Inference of selection and clonal interference from polymorphism time series. The frequency propagator statistics g(x) and h(x), as defined by Equations 2 and 3, are evaluated for influenza HA1 and compared to simulated ratios for the minimal sequence evolution model. (A) Influenza frequency propagator ratio g(x) for nonsynonymous non-epitope and epitope mutations (red and green diamonds, error bars are given by sampling fluctuations) with respect to the baseline of synonymous changes (blue line). These data are plotted together with simulations of g(x) for the minimal model in the clonal interference mode (red and green circles); cf. Figure 1A. In the influenza data, the epitope frequency propagator ratio takes values g(x) > 2 for x > 0.6, signaling predominantly positive selection. For non-epitope sites, g(x) < 1 indicates predominantly negative selection. Both features of the influenza data are reproduced by the model results. (B) Influenza loss propagator ratio h(x) for nonsynonymous non-epitope and epitope mutations (red and green diamonds), plotted together with simulations of h(x) for the minimal model in the clonal interference mode (red and green circles). The epitope loss propagator ratio takes values h(x) > 1 for x > 0.3, signaling positive selection acting on mutations harbored in outcompeted clones. This is again reproduced by the model results. (C) Simulations of g(x) in the mode of episodic sweeps (red and green open circles); cf. Figure 1B. The form of g(x) does not match the influenza data (diamonds, same as in A). In the model dynamics, g(x) < 1 for epitope mutations signals a low rate of adaptation. (D) Simulations of h(x) in the mode of episodic sweeps (red and green open circles). The form of h(x) does not match the influenza data (diamonds, same as in B). In the model dynamics, h(x) < 1 for epitope mutations signals the absence of interference interactions.
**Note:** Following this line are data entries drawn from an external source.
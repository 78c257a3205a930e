use crate::backend::{echo_service, BackendTransmitter, LocalBackend};
use crate::config::GatewayConfig;
use crate::gateway::{DispatchMode, GatewayRegistry, GatewayStatsSnapshot};
use crate::message::{InboundMessage, Payload, StateCode};
use crate::recorder::ActionLatency;
use crate::transport::{connection_ref, MemoryConnection};
use anyhow::{ensure, Result};
use serde::Serialize;
use serde_json::json;
use std::collections::HashSet;
use std::sync::Arc;
use std::time::{Duration, Instant};
use tracing::{info, warn};

/// Load shape for [`simulate`]
#[derive(Debug, Clone)]
pub struct SimulateOptions {
    pub requests: usize,
    pub connections: usize,
    /// Cycled per request; fire-and-forget classification comes from the config
    pub actions: Vec<String>,
    pub service_delay: Duration,
    pub drain: Duration,
}

#[derive(Debug, Default, Clone, Copy)]
struct ConnectionTally {
    synchronous: u64,
    fire_and_forget: u64,
    rejected: u64,
    replies: u64,
    ok_replies: u64,
    gateway_errors: u64,
    unmatched: u64,
    missing: u64,
}

impl ConnectionTally {
    fn merge(&mut self, other: &ConnectionTally) {
        self.synchronous += other.synchronous;
        self.fire_and_forget += other.fire_and_forget;
        self.rejected += other.rejected;
        self.replies += other.replies;
        self.ok_replies += other.ok_replies;
        self.gateway_errors += other.gateway_errors;
        self.unmatched += other.unmatched;
        self.missing += other.missing;
    }
}

/// Outcome of a simulation run
#[derive(Debug, Serialize)]
pub struct SimulationReport {
    pub requests: usize,
    pub connections: usize,
    pub synchronous: u64,
    pub fire_and_forget: u64,
    pub rejected: u64,
    pub replies: u64,
    pub ok_replies: u64,
    pub gateway_errors: u64,
    /// Replies whose correlation id matched no outstanding request
    pub unmatched: u64,
    /// Synchronous requests that never got a reply
    pub missing: u64,
    pub elapsed_ms: u64,
    pub drained: bool,
    pub channels: Vec<(String, GatewayStatsSnapshot)>,
    pub latency: Vec<ActionLatency>,
}

/// Drive every configured channel with an echo backend and report what came back.
///
/// Returns the report and the Prometheus metrics text captured after shutdown.
pub fn simulate(
    config: &GatewayConfig,
    options: &SimulateOptions,
) -> Result<(SimulationReport, String)> {
    ensure!(options.connections > 0, "at least one connection is required");
    ensure!(!options.actions.is_empty(), "at least one action is required");

    let mut backend = LocalBackend::new();
    let delay = options.service_delay;
    for channel in config.channel_configs() {
        backend.register_service(&channel.name, channel.workers.clone(), move |msg| {
            if !delay.is_zero() {
                may::coroutine::sleep(delay);
            }
            echo_service(msg)
        });
    }
    let backend: Arc<dyn BackendTransmitter> = Arc::new(backend);
    let registry = GatewayRegistry::from_config(config, backend);
    let channels: Vec<&str> = registry.channel_names();

    // worst case a reply waits for the deadline plus the queue ahead of it
    let reply_wait = config
        .channel_configs()
        .iter()
        .map(|c| c.call_deadline)
        .max()
        .unwrap_or_default()
        + options.drain;

    info!(
        requests = options.requests,
        connections = options.connections,
        channels = channels.len(),
        "Simulation starting"
    );

    let start = Instant::now();
    let per_connection = options.requests.div_ceil(options.connections);
    let mut total = ConnectionTally::default();

    std::thread::scope(|scope| {
        let handles: Vec<_> = (0..options.connections)
            .map(|conn_index| {
                let registry = &registry;
                let channels = &channels;
                scope.spawn(move || {
                    let first = conn_index * per_connection;
                    let last = options.requests.min(first + per_connection);
                    run_connection(registry, channels, options, conn_index, first..last, reply_wait)
                })
            })
            .collect();
        for handle in handles {
            match handle.join() {
                Ok(tally) => total.merge(&tally),
                Err(_) => warn!("Simulated connection thread panicked"),
            }
        }
    });

    let drained = registry.shutdown(options.drain);
    let elapsed = start.elapsed();

    let report = SimulationReport {
        requests: options.requests,
        connections: options.connections,
        synchronous: total.synchronous,
        fire_and_forget: total.fire_and_forget,
        rejected: total.rejected,
        replies: total.replies,
        ok_replies: total.ok_replies,
        gateway_errors: total.gateway_errors,
        unmatched: total.unmatched,
        missing: total.missing,
        elapsed_ms: u64::try_from(elapsed.as_millis()).unwrap_or(u64::MAX),
        drained,
        channels: registry.stats(),
        latency: registry.recorder().snapshot(),
    };
    info!(
        elapsed_ms = report.elapsed_ms,
        replies = report.replies,
        rejected = report.rejected,
        missing = report.missing,
        "Simulation finished"
    );
    Ok((report, registry.render_metrics()))
}

fn run_connection(
    registry: &GatewayRegistry,
    channels: &[&str],
    options: &SimulateOptions,
    conn_index: usize,
    range: std::ops::Range<usize>,
    reply_wait: Duration,
) -> ConnectionTally {
    let mut tally = ConnectionTally::default();
    let (conn, replies) = MemoryConnection::new(conn_index as u64 + 1);
    let mut outstanding = HashSet::new();

    for seq in range {
        let channel = channels[seq % channels.len()];
        let action = options.actions[seq % options.actions.len()].as_str();
        let correlation_id = seq as i64;
        let mut payload = Payload::new();
        payload.insert("seq".to_string(), json!(seq));

        match registry.dispatch(
            channel,
            connection_ref(&conn),
            InboundMessage::new(action, correlation_id, payload),
        ) {
            Ok(DispatchMode::Synchronous) => {
                tally.synchronous += 1;
                outstanding.insert(correlation_id);
            }
            Ok(DispatchMode::FireAndForget) => tally.fire_and_forget += 1,
            Err(_) => tally.rejected += 1,
        }
    }

    while !outstanding.is_empty() {
        let Ok(reply) = replies.recv_timeout(reply_wait) else {
            break;
        };
        tally.replies += 1;
        if !outstanding.remove(&reply.correlation_id) {
            tally.unmatched += 1;
        }
        match reply.state {
            StateCode::OK => tally.ok_replies += 1,
            StateCode::GATEWAY_ERROR => tally.gateway_errors += 1,
            _ => {}
        }
    }
    tally.missing = outstanding.len() as u64;
    tally
}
Model parameters: sequence length L_ep = 120 (epitope sites), L_ne = 160 (non-epitope sites), mutation rate μ = 5.8 × 10⁻³/year, average scaled selection strength $\stackrel{-}{\sigma }N=100$, selection flip rates γ = 3.3 × 10⁻²/year (clonal interference), and γ = 3.6 × 10⁻³/year (episodic sweeps). For model and simulation details, see File S1. Comparisons with further control models are shown in Figure S7.

Figure 5

Genome functionality and speed of adaptation. The degree of adaptation, α, characterizes the functionality of a gene segment; the mean fitness flux, ϕ, measures the speed of adaptation (Mustonen and Lässig, 2007, 2009, 2010). (A) Model simulation results for α_ep (epitope sites), α_ne (non-epitope sites), and ϕ are plotted against the selection flip rate γ at epitope sites (solid diamonds, influenza calibration point γ = 3.3 × 10⁻²/year; shaded circles, episodic sweeps for γ = 3.6 × 10⁻³/year). All other model parameters are kept fixed to the influenza calibration point; see Figure 3. There is a γ-dependent adaptive genetic load (1 − α_ep) on epitope sites and (1 − α_ne) on linked non-epitope sites, and the fitness flux ϕ increases sublinearly with γ. (B) The same quantities are plotted against the non-epitope genome size L_ne, with all other model parameters kept fixed (solid diamonds, influenza calibration point L_ne = 120). The epitope genetic load (1 − α_ep) increases and the fitness flux ϕ decreases with increasing length of linked sequence.